> [Work to complete]
Your task is to repeat exactly the lines below between the line holding "pub async fn read_results(&self)" and the line holding "are only logged.", inclusive, and only those.

==== Records to use ====

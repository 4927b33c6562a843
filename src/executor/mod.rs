pub mod audit;
pub mod runner;

pub use runner::{LoadTestRunner, RunnerSettings};
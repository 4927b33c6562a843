use chrono::Utc;
use serde::{Deserialize, Serialize};
use std::fs::OpenOptions;
use std::io::Write;
use std::path::Path;
use tokio::sync::Mutex;
use tracing::error;

use crate::error::RunnerError;
use crate::models::{RunContext, RunOutcome};

#[derive(Debug, Clone, Serialize, Deserialize)]
pub struct AuditLogEntry {
    pub timestamp: String,
    pub run_id: String,
    pub event_type: AuditEventType,
    pub target_url: String,
    pub method: String,
    pub virtual_users: u32,
    pub duration_secs: u32,
    pub exit_code: Option<i64>,
    pub has_metrics: Option<bool>,
    pub success: bool,
    pub error: Option<String>,
}

#[derive(Debug, Clone, Serialize, Deserialize, PartialEq)]
#[serde(rename_all = "snake_case")]
pub enum AuditEventType {
    RunStart,
    RunComplete,
    RunError,
}

/// Append-only JSON-lines record of runs.
pub struct AuditLogger {
    log_file: Mutex<std::fs::File>,
}

impl AuditLogger {
    pub fn new(log_path: &str) -> Result<Self, std::io::Error> {
        if let Some(parent) = Path::new(log_path).parent() {
            std::fs::create_dir_all(parent)?;
        }

        let file = OpenOptions::new()
            .create(true)
            .append(true)
            .open(log_path)?;

        Ok(Self {
            log_file: Mutex::new(file),
        })
    }

    pub async fn log_run_start(&self, ctx: &RunContext) {
        let entry = Self::entry(ctx, AuditEventType::RunStart, true);
        self.write_log_entry(entry).await;
    }

    pub async fn log_run_complete(&self, ctx: &RunContext, outcome: &RunOutcome) {
        let mut entry = Self::entry(ctx, AuditEventType::RunComplete, true);
        entry.exit_code = Some(0);
        entry.has_metrics = Some(outcome.has_metrics());
        self.write_log_entry(entry).await;
    }

    pub async fn log_run_error(&self, ctx: &RunContext, err: &RunnerError) {
        let mut entry = Self::entry(ctx, AuditEventType::RunError, false);
        if let RunnerError::TestExecutionFailed { exit_code, .. } = err {
            entry.exit_code = Some(*exit_code);
        }
        entry.error = Some(err.kind().to_string());
        self.write_log_entry(entry).await;
    }

    fn entry(ctx: &RunContext, event_type: AuditEventType, success: bool) -> AuditLogEntry {
        AuditLogEntry {
            timestamp: Utc::now().to_rfc3339(),
            run_id: ctx.id.to_string(),
            event_type,
            target_url: ctx.spec.target_url.clone(),
            method: ctx.spec.method.to_string(),
            virtual_users: ctx.spec.virtual_users,
            duration_secs: ctx.spec.duration,
            exit_code: None,
            has_metrics: None,
            success,
            error: None,
        }
    }

    async fn write_log_entry(&self, entry: AuditLogEntry) {
        if let Ok(json) = serde_json::to_string(&entry) {
            let mut file = self.log_file.lock().await;
            if let Err(e) = writeln!(file, "{}", json) {
                error!("Failed to write audit log: {}", e);
            }
            let _ = file.flush();
        }
    }
}
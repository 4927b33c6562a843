use actix_cors::Cors;
use actix_web::{middleware, web, App, HttpServer};
use anyhow::Context;
use std::sync::Arc;
use tracing::info;
use tracing_subscriber::EnvFilter;

use k6_runner::api;
use k6_runner::config::Config;
use k6_runner::container::ContainerManager;
use k6_runner::executor::LoadTestRunner;
use k6_runner::state::AppState;

#[actix_web::main]
async fn main() -> anyhow::Result<()> {
    tracing_subscriber::fmt()
        .with_env_filter(EnvFilter::try_from_default_env().unwrap_or_else(|_| EnvFilter::new("info")))
        .with_target(false)
        .with_thread_ids(true)
        .with_file(true)
        .with_line_number(true)
        .init();

    info!("🚀 Starting k6 runner service");

    let config = Config::from_env().context("Failed to load configuration")?;
    info!("📋 Configuration loaded, workspaces under {}", config.base_dir.display());

    let container_manager = ContainerManager::new(&config)
        .await
        .context("Failed to initialize container manager")?;
    info!("🐳 Container manager initialized");

    let runner = LoadTestRunner::from_config(Arc::new(container_manager), &config);
    let app_state = web::Data::new(AppState::new(runner));

    let enable_controller = config.enable_controller;
    let bind_addr = format!("{}:{}", config.host, config.port);
    info!("🌐 Starting HTTP server on {}", bind_addr);

    HttpServer::new(move || {
        let cors = Cors::default()
            .allow_any_origin()
            .allow_any_method()
            .allow_any_header()
            .max_age(3600);

        App::new()
            .app_data(app_state.clone())
            .wrap(cors)
            .wrap(middleware::Logger::default())
            .configure(|cfg| api::configure_routes(cfg, enable_controller))
    })
    .bind(&bind_addr)?
    .run()
    .await?;

    Ok(())
}
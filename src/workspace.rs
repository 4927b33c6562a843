use std::path::{Path, PathBuf};
use tokio::fs;
use tracing::{debug, info, warn};

use crate::error::{RunnerError, RunnerResult};

pub const SCRIPT_FILE: &str = "script.js";
pub const RESULTS_FILE: &str = "results.json";

/// Per-run directory holding the generated script and the summary export.
#[derive(Debug, Clone)]
pub struct Workspace {
    pub dir: PathBuf,
    pub script_path: PathBuf,
    pub results_path: PathBuf,
}

impl Workspace {
    /// Create `base_dir/run_id`.
    pub async fn prepare(base_dir: &Path, run_id: &str) -> RunnerResult<Self> {
        let dir = base_dir.join(run_id);

        fs::create_dir_all(&dir).await.map_err(|e| {
            RunnerError::WorkspaceIo(format!(
                "Failed to create workspace {}: {}",
                dir.display(),
                e
            ))
        })?;

        debug!("Workspace created at {}", dir.display());

        Ok(Self {
            script_path: dir.join(SCRIPT_FILE),
            results_path: dir.join(RESULTS_FILE),
            dir,
        })
    }

    pub async fn write_script(&self, content: &str) -> RunnerResult<()> {
        fs::write(&self.script_path, content).await.map_err(|e| {
            RunnerError::WorkspaceIo(format!(
                "Failed to write script {}: {}",
                self.script_path.display(),
                e
            ))
        })?;

        info!("Script written to {}", self.script_path.display());
        Ok(())
    }

    /// Read the summary export, `None` when the runner did not produce one.
    pub async fn read_results(&self) -> RunnerResult<Option<String>> {
        match fs::read_to_string(&self.results_path).await {
            Ok(content) => Ok(Some(content)),
            Err(e) if e.kind() == std::io::ErrorKind::NotFound => Ok(None),
            Err(e) => Err(RunnerError::WorkspaceIo(format!(
                "Failed to read results {}: {}",
                self.results_path.display(),
                e
            ))),
        }
    }

    /// Best-effort recursive delete; failures are only logged.
    pub async fn teardown(&self) {
        match fs::remove_dir_all(&self.dir).await {
            Ok(()) => info!("Workspace {} deleted", self.dir.display()),
            Err(e) if e.kind() == std::io::ErrorKind::NotFound => {}
            Err(e) => warn!("Failed to delete workspace {}: {}", self.dir.display(), e),
        }
    }
}
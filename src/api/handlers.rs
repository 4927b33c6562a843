use actix_web::{http::header::ContentType, web, HttpResponse, ResponseError, Result};
use tracing::{error, info};
use validator::Validate;

use crate::error::RunnerError;
use crate::models::{HealthResponse, RunSpec};
use crate::state::AppState;

pub async fn health_check(state: web::Data<AppState>) -> Result<HttpResponse> {
    let stats = state.get_stats().await;

    let docker_status = match state.runner.runtime().health_check().await {
        Ok(version) => version,
        Err(e) => format!("Error: {}", e),
    };

    let response = HealthResponse {
        status: "healthy".to_string(),
        version: env!("CARGO_PKG_VERSION").to_string(),
        uptime_seconds: state.uptime_seconds(),
        active_runs: stats.active_runs,
        total_runs: stats.total_runs,
        successful_runs: stats.successful_runs,
        failed_runs: stats.failed_runs,
        docker_status,
    };

    Ok(HttpResponse::Ok().json(response))
}

pub async fn run_k6_test(
    state: web::Data<AppState>,
    request: web::Json<RunSpec>,
) -> Result<HttpResponse> {
    if let Err(e) = request.validate() {
        error!("Invalid run request: {}", e);
        return Ok(RunnerError::InvalidInput(e.to_string()).error_response());
    }

    info!(
        "Received k6 run request: {} {} ({} vus, {}s)",
        request.method, request.target_url, request.virtual_users, request.duration
    );

    let guard = state.begin_run().await;
    let result = state.runner.run_load_test(request.into_inner()).await;
    guard.finish(result.is_ok());

    match result {
        Ok(outcome) => Ok(HttpResponse::Ok()
            .content_type(ContentType::plaintext())
            .body(outcome.into_payload())),
        Err(e) => {
            error!("k6 run error: {}", e.kind());
            Ok(e.error_response())
        }
    }
}
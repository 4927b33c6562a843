use actix_web::{http::StatusCode, HttpResponse, ResponseError};
use thiserror::Error;

#[derive(Debug, Error)]
pub enum RunnerError {
    // Infrastructure errors
    #[error("Container engine unavailable: {0}")]
    DependencyUnavailable(String),

    #[error("Workspace I/O failed: {0}")]
    WorkspaceIo(String),

    #[error("Container lifecycle failed: {0}")]
    ContainerLifecycle(String),

    #[error("Failed to cleanup container: {0}")]
    CleanupFailed(String),

    // Test outcome
    #[error("k6 test failed with status code {exit_code}. Logs:\n{logs}")]
    TestExecutionFailed { exit_code: i64, logs: String },

    #[error("Load test run was cancelled")]
    Cancelled,

    // Caller and setup errors
    #[error("Invalid input: {0}")]
    InvalidInput(String),

    #[error("Configuration error: {0}")]
    Configuration(String),
}

impl RunnerError {
    /// Stable identifier used in error response bodies and audit entries.
    pub fn kind(&self) -> &'static str {
        match self {
            RunnerError::DependencyUnavailable(_) => "DependencyUnavailable",
            RunnerError::WorkspaceIo(_) => "WorkspaceIo",
            RunnerError::ContainerLifecycle(_) => "ContainerLifecycle",
            RunnerError::CleanupFailed(_) => "CleanupFailed",
            RunnerError::TestExecutionFailed { .. } => "TestExecutionFailed",
            RunnerError::Cancelled => "Cancelled",
            RunnerError::InvalidInput(_) => "InvalidInput",
            RunnerError::Configuration(_) => "Configuration",
        }
    }
}

impl ResponseError for RunnerError {
    fn status_code(&self) -> StatusCode {
        match self {
            RunnerError::InvalidInput(_) => StatusCode::BAD_REQUEST,
            RunnerError::DependencyUnavailable(_) => StatusCode::SERVICE_UNAVAILABLE,
            _ => StatusCode::INTERNAL_SERVER_ERROR,
        }
    }

    fn error_response(&self) -> HttpResponse {
        HttpResponse::build(self.status_code()).json(serde_json::json!({
            "error": self.kind(),
            "message": format!("Error running k6 test: {}", self),
        }))
    }
}

impl From<bollard::errors::Error> for RunnerError {
    fn from(err: bollard::errors::Error) -> Self {
        RunnerError::DependencyUnavailable(err.to_string())
    }
}

impl From<std::io::Error> for RunnerError {
    fn from(err: std::io::Error) -> Self {
        RunnerError::WorkspaceIo(err.to_string())
    }
}

pub type RunnerResult<T> = Result<T, RunnerError>;
use std::sync::Arc;
use std::time::Instant;
use tokio::sync::RwLock;

use crate::executor::LoadTestRunner;

#[derive(Clone)]
pub struct AppState {
    pub runner: Arc<LoadTestRunner>,
    pub stats: Arc<RwLock<ServiceStats>>,
    pub start_time: Instant,
}

impl AppState {
    pub fn new(runner: LoadTestRunner) -> Self {
        Self {
            runner: Arc::new(runner),
            stats: Arc::new(RwLock::new(ServiceStats::default())),
            start_time: Instant::now(),
        }
    }

    /// Counts a run as active until the returned guard is finished or dropped.
    pub async fn begin_run(&self) -> RunGuard {
        let mut stats = self.stats.write().await;
        stats.total_runs += 1;
        stats.active_runs += 1;

        RunGuard {
            stats: self.stats.clone(),
            success: false,
        }
    }

    pub async fn get_stats(&self) -> ServiceStats {
        self.stats.read().await.clone()
    }

    pub fn uptime_seconds(&self) -> u64 {
        self.start_time.elapsed().as_secs()
    }
}

#[derive(Debug, Clone, Default)]
pub struct ServiceStats {
    pub total_runs: u64,
    pub active_runs: usize,
    pub successful_runs: u64,
    pub failed_runs: u64,
}

impl ServiceStats {
    fn record_finished(&mut self, success: bool) {
        if self.active_runs > 0 {
            self.active_runs -= 1;
        }
        if success {
            self.successful_runs += 1;
        } else {
            self.failed_runs += 1;
        }
    }
}

/// Active-run slot. A guard dropped without `finish` (the request future was
/// abandoned) is recorded as a failed run.
pub struct RunGuard {
    stats: Arc<RwLock<ServiceStats>>,
    success: bool,
}

impl RunGuard {
    pub fn finish(mut self, success: bool) {
        self.success = success;
    }
}

impl Drop for RunGuard {
    fn drop(&mut self) {
        let success = self.success;

        if let Ok(mut stats) = self.stats.try_write() {
            stats.record_finished(success);
            return;
        }

        // Lock is busy; settle on the runtime instead of blocking in drop.
        let stats = self.stats.clone();
        if let Ok(handle) = tokio::runtime::Handle::try_current() {
            handle.spawn(async move {
                stats.write().await.record_finished(success);
            });
        }
    }
}

#[cfg(test)]
mod tests {
    use super::*;

    fn counters() -> Arc<RwLock<ServiceStats>> {
        Arc::new(RwLock::new(ServiceStats {
            total_runs: 1,
            active_runs: 1,
            ..Default::default()
        }))
    }

    #[tokio::test]
    async fn test_finished_guard_records_outcome() {
        let stats = counters();
        let guard = RunGuard {
            stats: stats.clone(),
            success: false,
        };

        guard.finish(true);

        let snapshot = stats.read().await.clone();
        assert_eq!(snapshot.active_runs, 0);
        assert_eq!(snapshot.successful_runs, 1);
        assert_eq!(snapshot.failed_runs, 0);
    }

    #[tokio::test]
    async fn test_abandoned_request_releases_active_slot() {
        let stats = counters();
        let guard = RunGuard {
            stats: stats.clone(),
            success: false,
        };

        // Stand-in for actix dropping the handler future mid-run.
        let abandoned = async move {
            let _guard = guard;
            futures::future::pending::<()>().await;
        };
        let _ = tokio::time::timeout(std::time::Duration::from_millis(20), abandoned).await;

        let snapshot = stats.read().await.clone();
        assert_eq!(snapshot.active_runs, 0);
        assert_eq!(snapshot.failed_runs, 1);
        assert_eq!(snapshot.total_runs, 1);
    }

    #[tokio::test]
    async fn test_guard_settles_when_lock_is_busy() {
        let stats = counters();
        let guard = RunGuard {
            stats: stats.clone(),
            success: true,
        };

        {
            let _reader = stats.read().await;
            drop(guard);
        }

        // The deferred update runs on the next scheduler turn.
        for _ in 0..10 {
            tokio::task::yield_now().await;
            if stats.read().await.active_runs == 0 {
                break;
            }
        }

        let snapshot = stats.read().await.clone();
        assert_eq!(snapshot.active_runs, 0);
        assert_eq!(snapshot.successful_runs, 1);
    }
}
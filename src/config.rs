use serde::{Deserialize, Serialize};
use std::env;
use std::path::{Path, PathBuf};
use std::str::FromStr;

use crate::error::{RunnerError, RunnerResult};

#[derive(Debug, Clone, Serialize, Deserialize)]
pub struct Config {
    pub host: String,
    pub port: u16,

    // Docker connection; empty means the platform default socket
    pub docker_host: String,
    pub docker_timeout_secs: u64,

    // Test runner settings
    pub runner_image: String,
    pub gateway_alias: String,
    pub container_user: String,
    pub log_timeout_secs: u64,

    // Workspace paths
    pub base_dir: PathBuf,
    pub host_base_dir: Option<PathBuf>, // as seen by the Docker daemon
    pub container_mount_dir: String,

    // Workspace cleanup policy
    pub cleanup_workspace: bool,

    // HTTP surface
    pub enable_controller: bool,

    // Audit & logging
    pub enable_audit_log: bool,
    pub audit_log_path: String,
}

impl Default for Config {
    fn default() -> Self {
        let cwd = env::current_dir().unwrap_or_else(|_| PathBuf::from("."));

        Self {
            host: "0.0.0.0".to_string(),
            port: 8080,

            docker_host: String::new(),
            docker_timeout_secs: 120,

            runner_image: "grafana/k6:latest".to_string(),
            gateway_alias: "host.docker.internal".to_string(),
            container_user: "root".to_string(),
            log_timeout_secs: 60,

            base_dir: cwd.join("k6-runs"),
            host_base_dir: None,
            container_mount_dir: "/k6".to_string(),

            cleanup_workspace: false,

            enable_controller: true,

            enable_audit_log: false,
            audit_log_path: "./logs/audit.log".to_string(),
        }
    }
}

impl Config {
    pub fn from_env() -> RunnerResult<Self> {
        dotenvy::dotenv().ok();

        let mut config = Config::default();

        if let Ok(host) = env::var("K6_RUNNER_HOST") {
            config.host = host;
        }
        if let Some(port) = parse_var("K6_RUNNER_PORT")? {
            config.port = port;
        }

        if let Ok(docker_host) = env::var("DOCKER_HOST") {
            config.docker_host = docker_host;
        }
        if let Some(secs) = parse_var("DOCKER_TIMEOUT_SECS")? {
            config.docker_timeout_secs = secs;
        }

        if let Ok(image) = env::var("K6_IMAGE") {
            config.runner_image = image;
        }
        if let Ok(alias) = env::var("K6_GATEWAY_ALIAS") {
            config.gateway_alias = alias;
        }
        if let Ok(user) = env::var("K6_CONTAINER_USER") {
            config.container_user = user;
        }
        if let Some(secs) = parse_var("K6_LOG_TIMEOUT_SECS")? {
            config.log_timeout_secs = secs;
        }

        if let Ok(dir) = env::var("K6_BASE_DIR") {
            config.base_dir = absolutize(Path::new(&dir));
        }
        if let Ok(dir) = env::var("K6_HOST_BASE_DIR") {
            if !dir.trim().is_empty() {
                config.host_base_dir = Some(PathBuf::from(dir));
            }
        }
        if let Ok(mount) = env::var("K6_CONTAINER_MOUNT_DIR") {
            config.container_mount_dir = mount;
        }

        if let Some(cleanup) = parse_var("K6_CLEANUP_WORKSPACE")? {
            config.cleanup_workspace = cleanup;
        }

        if let Some(enabled) = parse_var("K6_CONTROLLER_ENABLED")? {
            config.enable_controller = enabled;
        }

        if let Some(audit) = parse_var("ENABLE_AUDIT_LOG")? {
            config.enable_audit_log = audit;
        }
        if let Ok(audit_path) = env::var("AUDIT_LOG_PATH") {
            config.audit_log_path = audit_path;
        }

        config.validate()?;
        Ok(config)
    }

    pub fn validate(&self) -> RunnerResult<()> {
        if self.runner_image.trim().is_empty() {
            return Err(RunnerError::Configuration(
                "runner image must not be empty".to_string(),
            ));
        }
        if !self.container_mount_dir.starts_with('/') {
            return Err(RunnerError::Configuration(format!(
                "container mount dir must be absolute: {}",
                self.container_mount_dir
            )));
        }
        Ok(())
    }

    /// Base directory the Docker daemon binds into the runner container.
    pub fn bind_base_dir(&self) -> &Path {
        self.host_base_dir.as_deref().unwrap_or(&self.base_dir)
    }
}

fn parse_var<T>(name: &str) -> RunnerResult<Option<T>>
where
    T: FromStr,
    T::Err: std::fmt::Display,
{
    match env::var(name) {
        Ok(raw) => raw
            .trim()
            .parse()
            .map(Some)
            .map_err(|e| RunnerError::Configuration(format!("Invalid {}: {}", name, e))),
        Err(_) => Ok(None),
    }
}

fn absolutize(path: &Path) -> PathBuf {
    if path.is_absolute() {
        return path.to_path_buf();
    }
    env::current_dir()
        .map(|cwd| cwd.join(path))
        .unwrap_or_else(|_| path.to_path_buf())
}
//! Content Crawler main entry point
//!
//! This is the command-line interface for the content crawler.

use anyhow::{Context, Result};
use clap::{Parser, Subcommand};
use content_crawler::config::{load_config_or_default, Config};
use content_crawler::crawler::{Coordinator, CrawlLimits};
use content_crawler::input::{FileSeedSource, SeedSource, StaticSeeds};
use content_crawler::output::{load_page_tree, load_run_report, print_page_tree, print_run_list, print_run_report};
use content_crawler::state::DomainPolicy;
use content_crawler::storage::{open_storage, Storage};
use std::path::{Path, PathBuf};
use tracing_subscriber::EnvFilter;

/// How many runs `status` lists without `--run-id`
const RECENT_RUNS: usize = 10;

/// Content Crawler: a depth-bounded concurrent web crawler
///
/// Crawls seed URLs breadth-first up to a configured depth, honouring
/// per-domain delays, and records every page result in SQLite.
#[derive(Parser, Debug)]
#[command(name = "content-crawler")]
#[command(version)]
#[command(about = "A depth-bounded concurrent web crawler", long_about = None)]
struct Cli {
    /// Path to TOML configuration file (defaults apply if it does not exist)
    #[arg(short, long, value_name = "CONFIG", default_value = "crawler.toml")]
    config: PathBuf,

    /// Increase logging verbosity (-v, -vv, -vvv)
    #[arg(short, long, action = clap::ArgAction::Count, global = true)]
    verbose: u8,

    /// Suppress non-error output
    #[arg(short, long, conflicts_with = "verbose", global = true)]
    quiet: bool,

    #[command(subcommand)]
    command: Command,
}

#[derive(Subcommand, Debug)]
enum Command {
    /// Crawl the seed URLs listed in INPUT
    Run {
        /// A .csv of seed URLs, or a file listing CSV paths
        #[arg(value_name = "INPUT", required_unless_present = "url")]
        input: Option<PathBuf>,

        /// Seed URL given inline (repeatable; replaces INPUT)
        #[arg(long)]
        url: Vec<String>,

        /// Cap on pages queued in this run (0 for unlimited)
        #[arg(long)]
        max_pages: Option<usize>,

        /// Maximum link depth from the seeds
        #[arg(long)]
        depth: Option<u32>,

        /// Number of concurrent workers
        #[arg(long)]
        workers: Option<usize>,

        /// Follow links to other domains
        #[arg(long)]
        allow_cross_domain: bool,

        /// Disable the repeated-path-segment heuristic
        #[arg(long)]
        no_loop_prevention: bool,

        /// Visit each domain at most once per run
        #[arg(long)]
        once_per_domain: bool,
    },

    /// Show one run, or the most recent runs
    Status {
        #[arg(long)]
        run_id: Option<String>,
    },

    /// Summarize a finished run
    Report {
        run_id: String,

        /// Print the parent/child page tree instead of the summary
        #[arg(long)]
        tree: bool,
    },
}

#[tokio::main]
async fn main() -> Result<()> {
    let cli = Cli::parse();

    // Setup logging based on verbosity
    setup_logging(cli.verbose, cli.quiet);

    tracing::debug!("Loading configuration from: {}", cli.config.display());
    let mut config = load_config_or_default(&cli.config)
        .with_context(|| format!("failed to load configuration from {}", cli.config.display()))?;

    match cli.command {
        Command::Run {
            input,
            url,
            max_pages,
            depth,
            workers,
            allow_cross_domain,
            no_loop_prevention,
            once_per_domain,
        } => {
            if let Some(max_pages) = max_pages {
                config.crawler.max_pages = Some(max_pages);
            }
            if let Some(depth) = depth {
                config.crawler.max_depth = depth;
            }
            if let Some(workers) = workers {
                config.crawler.max_workers = workers;
            }
            if allow_cross_domain {
                config.crawler.allow_cross_domain = true;
            }
            if no_loop_prevention {
                config.crawler.enable_loop_prevention = false;
            }
            if once_per_domain {
                config.crawler.domain_policy = DomainPolicy::OncePerDomain;
            }
            content_crawler::config::validate(&config).context("invalid crawler settings")?;

            let source: Box<dyn SeedSource> = match input {
                Some(path) if url.is_empty() => Box::new(FileSeedSource::new(path)),
                _ => Box::new(StaticSeeds::new(url)),
            };
            handle_run(&config, source.as_ref()).await
        }
        Command::Status { run_id } => handle_status(&config, run_id.as_deref()),
        Command::Report { run_id, tree } => handle_report(&config, &run_id, tree),
    }
}

/// Sets up the logging/tracing subscriber based on verbosity level
fn setup_logging(verbose: u8, quiet: bool) {
    let filter = if quiet {
        // Only show errors
        EnvFilter::new("error")
    } else {
        match verbose {
            0 => EnvFilter::new("content_crawler=info,warn"),
            1 => EnvFilter::new("content_crawler=debug,info"),
            2 => EnvFilter::new("content_crawler=trace,debug"),
            _ => EnvFilter::new("trace"),
        }
    };

    tracing_subscriber::fmt()
        .with_env_filter(filter)
        .with_target(false)
        .with_thread_ids(false)
        .with_file(false)
        .init();
}

/// Handles the `run` command: crawls until drained or interrupted
async fn handle_run(config: &Config, source: &dyn SeedSource) -> Result<()> {
    let mut coordinator = Coordinator::from_config(config).context("failed to set up crawler")?;

    let shutdown = coordinator.shutdown_handle();
    tokio::spawn(async move {
        if tokio::signal::ctrl_c().await.is_ok() {
            tracing::warn!("Interrupt received; finishing in-flight pages");
            shutdown.shutdown();
        }
    });

    let limits = CrawlLimits::from_config(&config.crawler);
    let run_id = coordinator.run(source, limits).await?;

    println!("Run {} completed", run_id);
    if let Some(stats) = coordinator.last_stats() {
        println!(
            "  {} pages processed, {} succeeded, {} failed ({:.1}% success) in {:.1}s",
            stats.processed,
            stats.succeeded,
            stats.failed,
            stats.success_rate,
            stats.elapsed.as_secs_f64()
        );
    }
    println!("  Database: {}", config.output.database_path);
    Ok(())
}

fn open_database(config: &Config) -> Result<impl Storage> {
    let path = Path::new(&config.output.database_path);
    open_storage(path).with_context(|| format!("failed to open database {}", path.display()))
}

/// Handles the `status` command
fn handle_status(config: &Config, run_id: Option<&str>) -> Result<()> {
    let storage = open_database(config)?;

    match run_id {
        Some(run_id) => {
            let run = storage
                .get_run(run_id)
                .with_context(|| format!("no run {}", run_id))?;
            let pages = storage.count_pages(run_id)?;
            println!("Run: {}", run.run_id);
            println!("  Status: {}", run.status);
            println!("  Input: {}", run.input_ref);
            println!("  Seed URLs: {}", run.total_urls);
            println!("  Pages stored: {}", pages);
            println!("  Started: {}", run.created_at);
            println!("  Updated: {}", run.updated_at);
            if let Some(error) = run.error_message {
                println!("  Error: {}", error);
            }
        }
        None => print_run_list(&storage.list_runs(RECENT_RUNS)?),
    }

    Ok(())
}

/// Handles the `report` command
fn handle_report(config: &Config, run_id: &str, tree: bool) -> Result<()> {
    let storage = open_database(config)?;

    if tree {
        let tree = load_page_tree(&storage, run_id)?;
        print_page_tree(run_id, &tree);
    } else {
        let report = load_run_report(&storage, run_id)?;
        print_run_report(&report);
    }

    Ok(())
}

====

> [Output for this task]
    pub async fn read_results(&self) -> RunnerResult<Option<String>> {
        match fs::read_to_string(&self.results_path).await {
            Ok(content) => Ok(Some(content)),
            Err(e) if e.kind() == std::io::ErrorKind::NotFound => Ok(None),
            Err(e) => Err(RunnerError::WorkspaceIo(format!(
                "Failed to read results {}: {}",
                self.results_path.display(),
                e
            ))),
        }
    }

    /// Best-effort recursive delete; failures are only logged.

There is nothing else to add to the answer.